Fact-check abolition

Today’s media has endless energy to fact-check Donald Trump (including fact-checking opinions, predictions, and literally true but arguably misleading statements), and the Atlantic is no exception. But it’s different when it comes to their own pages.

Two weeks ago the Atlantic ran an article in favor of “police abolition.” Central to the piece was a harrowing anecdote: when the author was 12 years old, she witnessed a police officer shoot a child at a local community center and faced no consequences for it.
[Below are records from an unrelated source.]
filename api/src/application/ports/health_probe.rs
use async_trait::async_trait;

#[async_trait]
pub trait HealthProbe: Send + Sync {
    async fn store_ok(&self) -> bool;
}
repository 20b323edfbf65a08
pub const TITLE_MAX_LEN: usize = 100;

#[derive(Debug, Clone, PartialEq, Eq)]
pub struct Feedback {
    pub id: i32,
    pub title: String,
    pub content: String,
    /// Owning user; `None` once detached from an account.
    pub username: Option<String>,
}

impl Feedback {
    pub fn is_owned_by(&self, username: &str) -> bool {
        self.username.as_deref() == Some(username)
    }
}

/// Fields of a feedback row that is not yet stored.
#[derive(Debug, Clone)]
pub struct NewFeedback {
    pub title: String,
    pub content: String,
    pub username: Option<String>,
}
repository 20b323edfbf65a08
use axum::{
    Json,
    extract::{FromRequest, Request},
};
use serde_json::{Map, Value};

use crate::application::forms::{self, FieldErrors, FormSpec, RawInput, ValidatedForm};
use crate::presentation::http::errors::ApiError;

pub const NOT_TEXT_MESSAGE: &str = "Field must be a string.";
pub const BAD_BODY_MESSAGE: &str = "Request body must be a JSON object.";

/// JSON object body of a form submission. Field values are checked against a
/// [`FormSpec`] by [`validate_body`], so wrong JSON types surface as field errors.
#[derive(Debug, Default)]
pub struct FormBody(pub Map<String, Value>);

#[axum::async_trait]
impl<S> FromRequest<S> for FormBody
where
    S: Send + Sync,
{
    type Rejection = ApiError;

    async fn from_request(req: Request, state: &S) -> Result<Self, Self::Rejection> {
        match Json::<Value>::from_request(req, state).await {
            Ok(Json(Value::Object(map))) => Ok(FormBody(map)),
            Ok(Json(_)) => Err(ApiError::invalid(FieldErrors::single("body", BAD_BODY_MESSAGE))),
            Err(rejection) => {
                tracing::debug!(error = %rejection.body_text(), "form_body_rejected");
                Err(ApiError::Form(
                    rejection.status(),
                    FieldErrors::single("body", BAD_BODY_MESSAGE),
                ))
            }
        }
    }
}

/// Runs `spec` over a JSON body. `null` counts as missing; other non-string
/// values for declared fields are reported as [`NOT_TEXT_MESSAGE`].
pub fn validate_body(spec: &FormSpec, body: &FormBody) -> Result<ValidatedForm, FieldErrors> {
    let mut raw = RawInput::new();
    let mut mistyped = Vec::new();
    for field in spec.fields {
        match body.0.get(field.name) {
            None | Some(Value::Null) => {}
            Some(Value::String(s)) => {
                raw.insert(field.name.to_string(), s.clone());
            }
            Some(_) => mistyped.push(field.name),
        }
    }

    let result = forms::validate(spec, &raw);
    if mistyped.is_empty() {
        return result;
    }
    let mut errors = result.err().unwrap_or_default();
    for name in mistyped {
        errors.set(name, NOT_TEXT_MESSAGE);
    }
    Err(errors)
}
Well, the Federalist did what the Atlantic would not; they fact-checked the piece, and found that nothing like it every happened. It’s impressive work; the community center wasn’t named in the piece, so they had to deduce it from hints in the piece, which was made more difficult by various minor errors (e.g., the age of the author, and which highway was nearby). They narrowed it down to two candidates. Interviews and a public record search found no evidence that any such incident had ever taken place.

The Atlantic refused to comment, but belated looked at the piece and has now admitted that the incident was not as described. The shooter was a security guard, not a police officer; the victim was an adult, not a child; and the guard was prosecuted for the incident. (They have not corrected their description of the 18-year-old victim as a “boy.”)
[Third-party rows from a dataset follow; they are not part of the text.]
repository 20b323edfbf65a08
use async_trait::async_trait;

use crate::domain::feedback::feedback::{Feedback, NewFeedback};

#[async_trait]
pub trait FeedbackRepository: Send + Sync {
    /// `None` when `new.username` names a user that does not exist.
    async fn create(&self, new: &NewFeedback) -> anyhow::Result<Option<Feedback>>;
    async fn get(&self, id: i32) -> anyhow::Result<Option<Feedback>>;
    async fn list_for_user(&self, username: &str) -> anyhow::Result<Vec<Feedback>>;
    async fn update(&self, id: i32, title: &str, content: &str)
    -> anyhow::Result<Option<Feedback>>;
    async fn delete(&self, id: i32) -> anyhow::Result<bool>;
}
The Atlantic has edited the piece, adding an end note noting the correction. They don’t seem to have noticed that the correction eviscerates the piece. The author’s thesis is that we should abolish the police, and replace them with something else. (Exactly what we should replace them with, they never quite say.) Well here you have what they say they want: the law enforced by a city employee who is not police. The non-police officer didn’t have the professionalism of a police officer, and shot his (adult) cousin in a quarrel. The non-police officer apparently didn’t face consequences from his non-police department, and only faced consequences when the actual police became involved.
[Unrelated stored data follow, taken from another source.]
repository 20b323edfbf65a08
use async_trait::async_trait;

use crate::application::ports::health_probe::HealthProbe;
use crate::infrastructure::db::PgPool;

pub struct SqlxHealthProbe {
    pub pool: PgPool,
}

impl SqlxHealthProbe {
    pub fn new(pool: PgPool) -> Self {
        Self { pool }
    }
}

#[async_trait]
impl HealthProbe for SqlxHealthProbe {
    async fn store_ok(&self) -> bool {
        sqlx::query_scalar::<_, i32>("SELECT 1")
            .fetch_one(&self.pool)
            .await
            .is_ok()
    }
}
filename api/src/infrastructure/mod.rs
pub mod crypto;
pub mod db;
pub mod memory;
The author is unrepentant, cheekily tweeting:

I was not 12. I was 13. The shooter was a uniformed private guard with a badge and gun. When we say abolish the police, that includes private police, too. thank you for reading <3.

(Her tweets are now protected. I got the text of the tweet from the Federalist.)

That is just silly. People are not going to go unprotected. If you abolish the police, you will get more private police. You cannot disclaim the predictable consequences of your policies.